The local keepers say to use it for mead, and I may well do that as my husband's a brewer.

I also saw my first mite-damaged bee that had been in larval stage with the mite larva, i.e. her wings were stunted and she couldn't fly. I did another powdered sugar treatment, and changed out the sticky board. There's a LOT of mites on the board, so I've invested in some of the Mite Away formic acid strips for when the weather finally goes under 70 for a week at a time. It's time to bring out the chemical means to deal with the mites. They're just so thick on the poor girls now it was making me a little unhappy.

Still... about 60 pounds of honey from one hive for a year is really good. I've now given my yearly gifts to the neighbors that directly deal with the girls, and I'm starting to sell the honey to the rest of the neighborhood and my church. Mostly just through personal connections, since I don't process in a commercial kitchen. I think that's one reason why I'll never go beyond just the one hive, as I really don't want to get a license and have to do all the things a business would have to do. Honey for my friends and family is plenty.

I've also been using the diluted honey for brewing ginger ale, just soda pop, no alcoholic content. I simmer the ginger with a lemon and its juice as well as honey and sugar. Then I take the resultant tisane and water it down to make a gallon and add an 1/8 tsp of plain old bakers' yeast (actually instant yeast so I don't have to be careful rehydrating it). Then I give it a little time to dissolve the yeast, shake it up, bottle it, cap the bottles and wait a day or two and then I have highly carbonated ginger ale that isn't all that sweet, as the yeast has eaten most of the sugars, but it had the flowery hint from the honey over the bite of real ginger.
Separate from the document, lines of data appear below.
#![warn(missing_docs, clippy::unwrap_used)]
#![doc = include_str!("../README.md")]

/// Custom error type.
pub mod error;

/// Points and rectangles in viewport coordinates.
pub mod geometry;

/// Web utility functions.
pub mod utils;

/// Color conversions.
pub mod color;

/// Event/input handling.
pub mod event;

/// Event listener lifetimes.
pub(crate) mod event_callback;

/// Drawing surfaces.
pub mod surface;

/// Particle effects.
pub mod effects;

/// Particle engine.
pub mod engine;

/// Caret detection.
pub mod caret;

/// User settings.
pub mod settings;

/// Console logging.
pub mod logging;

/// Overlay orchestration.
pub mod overlay;

// Re-export ratatui crate.
pub use ratatui;

// Re-export web_sys crate.
pub use web_sys;

pub use caret::CaretLocator;
pub use effects::{Effect, EffectKind, EffectRegistry, Intensity, SpawnContext};
pub use engine::{LoopState, ParticleEngine};
pub use error::Error;
pub use overlay::{OverlayOptions, TypingOverlay};
pub use settings::{Settings, SettingsUpdate};
pub use surface::canvas::{GlyphRasterizer, OverlaySurface, OverlaySurfaceOptions};
use rand::Rng;
use ratatui::style::Color;

use crate::{
    color::{rgb, to_css},
    effects::{pick, random_angle, Effect, EffectKind, EffectRng, Intensity, SpawnContext},
    engine::{Acquirer, Particle, ParticleData},
    error::Error,
    geometry::Point,
    surface::{fill_circle, DrawingContext},
};

const PALETTE: [Color; 6] = [
    rgb(0xC084FC),
    rgb(0xA78BFA),
    rgb(0x818CF8),
    rgb(0x67E8F9),
    rgb(0xF0ABFC),
    rgb(0xFFFFFF),
];

/// Orbit radius kept from one frame to the next.
const PULL: f64 = 0.955;

/// Particles spiralling into the caret.
///
/// All particles of one spawn turn in the same direction.
#[derive(Debug, Clone, Copy, Default)]
pub struct Vortex;

impl Effect for Vortex {
    fn kind(&self) -> EffectKind {
        EffectKind::Vortex
    }

    fn spawn(
        &self,
        origin: Point,
        intensity: Intensity,
        _context: Option<&SpawnContext>,
        rng: &mut EffectRng,
        acquirer: &mut Acquirer<'_>,
    ) {
        let count = intensity.scale_count(rng, 6.0, 8.0);
        let direction = if rng.random_bool(0.5) { 1.0 } else { -1.0 };
        for _ in 0..count {
            let Some(p) = acquirer.acquire() else {
                return;
            };
            let angle = random_angle(rng);
            let distance = rng.random_range(20.0..50.0);
            let position = Point::new(
                origin.x + angle.cos() * distance,
                origin.y + angle.sin() * distance,
            );
            p.launch(position, (0.0, 0.0), rng.random_range(25..40));
            p.size = rng.random_range(2.0..5.0);
            p.color = pick(rng, &PALETTE);
            p.data = ParticleData::Vortex {
                center: origin,
                angle,
                distance,
                spin: rng.random_range(0.15..0.25) * direction,
            };
        }
    }

    fn update(&self, p: &mut Particle, _rng: &mut EffectRng) {
        let ParticleData::Vortex {
            center,
            ref mut angle,
            ref mut distance,
            spin,
        } = p.data
        else {
            return;
        };
        *angle += spin;
        *distance *= PULL;
        p.x = center.x + angle.cos() * *distance;
        p.y = center.y + angle.sin() * *distance;

        let progress = p.progress();
        p.scale = 1.0 - progress * 0.7;
        p.alpha = 1.0 - progress * progress;
    }

    fn render(&self, ctx: &mut dyn DrawingContext, p: &Particle) -> Result<(), Error> {
        let radius = p.size * p.scale;
        if radius < 0.3 {
            return Ok(());
        }
        ctx.save();
        ctx.set_fill_color(&to_css(p.color));
        ctx.set_global_alpha(p.alpha * 0.3);
        let mut result = fill_circle(ctx, p.x, p.y, radius * 2.0);
        if result.is_ok() {
            ctx.set_global_alpha(p.alpha);
            result = fill_circle(ctx, p.x, p.y, radius);
        }
        ctx.restore();
        result
    }
}

#[cfg(test)]
mod tests {
    use super::*;
    use crate::effects::testing::{run_to_completion, spawn_into_pool};

    fn orbit(p: &Particle) -> (Point, f64, f64) {
        match p.data {
            ParticleData::Vortex {
                center,
                distance,
                spin,
                ..
            } => (center, distance, spin),
            ref other => panic!("unexpected data {other:?}"),
        }
    }

    #[test]
    fn test_spawn_on_a_ring_with_one_direction() {
        let pool = spawn_into_pool(&Vortex, 300, 1.0, None);
        assert!(pool.active_count() >= 6);
        let sign = orbit(pool.slot(0).unwrap()).2.signum();
        for p in pool.iter_active() {
            let (center, distance, spin) = orbit(p);
            assert_eq!(center, Point::new(100.0, 100.0));
            assert!((20.0..50.0).contains(&distance));
            let actual = (p.x - center.x).hypot(p.y - center.y);
            assert!((actual - distance).abs() < 1e-9);
            assert_eq!(spin.signum(), sign);
            assert!((0.15..0.25).contains(&spin.abs()));
        }
    }

    #[test]
    fn test_particles_are_pulled_in() {
        let mut pool = spawn_into_pool(&Vortex, 300, 1.0, None);
        let before: Vec<f64> = pool.iter_active().map(|p| orbit(p).1).collect();
        let ctx = run_to_completion(&Vortex, &mut pool);
        for (p, distance) in pool.iter_active().zip(before) {
            let (center, now, _) = orbit(p);
            assert!(now < distance * 0.5);
            assert!((p.x - center.x).hypot(p.y - center.y) < distance * 0.5);
            assert!(p.scale < 0.35);
        }
        assert!(ctx.count("arc") > 0);
    }
}
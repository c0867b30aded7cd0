use rand::Rng;
use ratatui::style::Color;

use crate::{
    color::{rgb, to_css},
    effects::{font_css, pick, Effect, EffectKind, EffectRng, Intensity, SpawnContext},
    engine::{Acquirer, Particle, ParticleData},
    error::Error,
    geometry::Point,
    surface::{DrawingContext, LineJoin, TextAlign, TextBaseline},
};

const PALETTE: [Color; 5] = [
    rgb(0x67E8F9),
    rgb(0xA78BFA),
    rgb(0xFDE68A),
    rgb(0xF9A8D4),
    rgb(0xFFFFFF),
];

/// Peak opacity of an echo layer.
const PEAK_ALPHA: f64 = 0.7;

/// Outlines of the typed character that grow out of it and fade.
///
/// Spawns nothing unless the context carries a character.
#[derive(Debug, Clone, Copy, Default)]
pub struct Echo;

fn layer_delay(p: &Particle) -> u32 {
    match p.data {
        ParticleData::Echo { delay, .. } => delay,
        _ => 0,
    }
}

impl Effect for Echo {
    fn kind(&self) -> EffectKind {
        EffectKind::Echo
    }

    fn spawn(
        &self,
        origin: Point,
        intensity: Intensity,
        context: Option<&SpawnContext>,
        rng: &mut EffectRng,
        acquirer: &mut Acquirer<'_>,
    ) {
        let Some((context, character)) =
            context.and_then(|context| Some((context, context.character?)))
        else {
            return;
        };
        let center = context.char_center(origin);
        let layers = ((3.0 * intensity.get()).floor() as u32).max(2);
        let color = pick(rng, &PALETTE);
        for layer in 0..layers {
            let Some(p) = acquirer.acquire() else {
                return;
            };
            p.launch(center, (0.0, 0.0), rng.random_range(35..45));
            p.size = context.font.size;
            p.color = color;
            p.alpha = 0.0;
            p.data = ParticleData::Echo {
                character,
                font_family: context.font.family.clone(),
                font_weight: context.font.weight.clone(),
                delay: layer * 5,
            };
        }
    }

    fn update(&self, p: &mut Particle, _rng: &mut EffectRng) {
        let delay = layer_delay(p);
        if p.age < delay {
            p.alpha = 0.0;
            return;
        }
        let span = p.lifetime.saturating_sub(delay).max(1);
        let progress = ((p.age - delay) as f64 / span as f64).min(1.0);
        p.scale = 1.05 + progress * 1.5;
        p.alpha = if progress < 0.1 {
            progress / 0.1 * PEAK_ALPHA
        } else {
            let t = (progress - 0.1) / 0.9;
            PEAK_ALPHA * (1.0 - t * t)
        };
    }

    fn render(&self, ctx: &mut dyn DrawingContext, p: &Particle) -> Result<(), Error> {
        let ParticleData::Echo {
            character,
            ref font_family,
            ref font_weight,
            ..
        } = p.data
        else {
            return Ok(());
        };
        if p.alpha <= 0.0 {
            return Ok(());
        }
        let mut buffer = [0; 4];
        let text = character.encode_utf8(&mut buffer);
        let color = to_css(p.color);

        ctx.save();
        ctx.set_font(&font_css(font_weight, p.size * p.scale, font_family));
        ctx.set_text_align(TextAlign::Center);
        ctx.set_text_baseline(TextBaseline::Middle);
        ctx.set_line_join(LineJoin::Round);
        ctx.set_fill_color(&color);
        ctx.set_stroke_color(&color);
        ctx.set_global_alpha(p.alpha * 0.15);
        let mut result = ctx.fill_text(text, p.x, p.y);
        if result.is_ok() {
            ctx.set_global_alpha(p.alpha);
            ctx.set_line_width((2.0 - p.scale * 0.4).max(1.0));
            result = ctx.stroke_text(text, p.x, p.y);
        }
        ctx.restore();
        result
    }
}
We've been bottling our own root beer too, with the same yeast, and there's something about the brew that slows down the yeast, so it takes three or four days before the root beer's ready, and only a day or two for the ginger ale. But hey, cheap, all-natural soda pop is fun. *grins*

In case anyone's interested in the recipe: 2 1/2 ounces coarsely grated ginger, 2/3 cup honey, 2 cups sugar, one lemon squeezed of its juice, and about 2 quarts of water. Put all that together in a pot (including the two lemon peel halves), and bring to a boil. Turn down the heat, let simmer for about 25 minutes, and then turn off the heat, cover and let cool for at least an hour. Pour through a sieve and a funnel into a gallon jug, add water to fill to a gallon and alternate cold and hot tap water to make the resultant liquid 100 degrees Fahrenheit. Add 1/8 tsp instant yeast (not regular dried yeast or live cake yeast, if you use the regular dried yeast, give it 10 minutes in a cup of warm sugared water first before tossing it in), cap the jug, shake a few times. Then bottle it and cap it, and put it out in the garage in the summer/in a warm area for a day or two and then test to see if the carbonation suits you. Makes 10 12 oz bottles and 1 8 ounce bottle.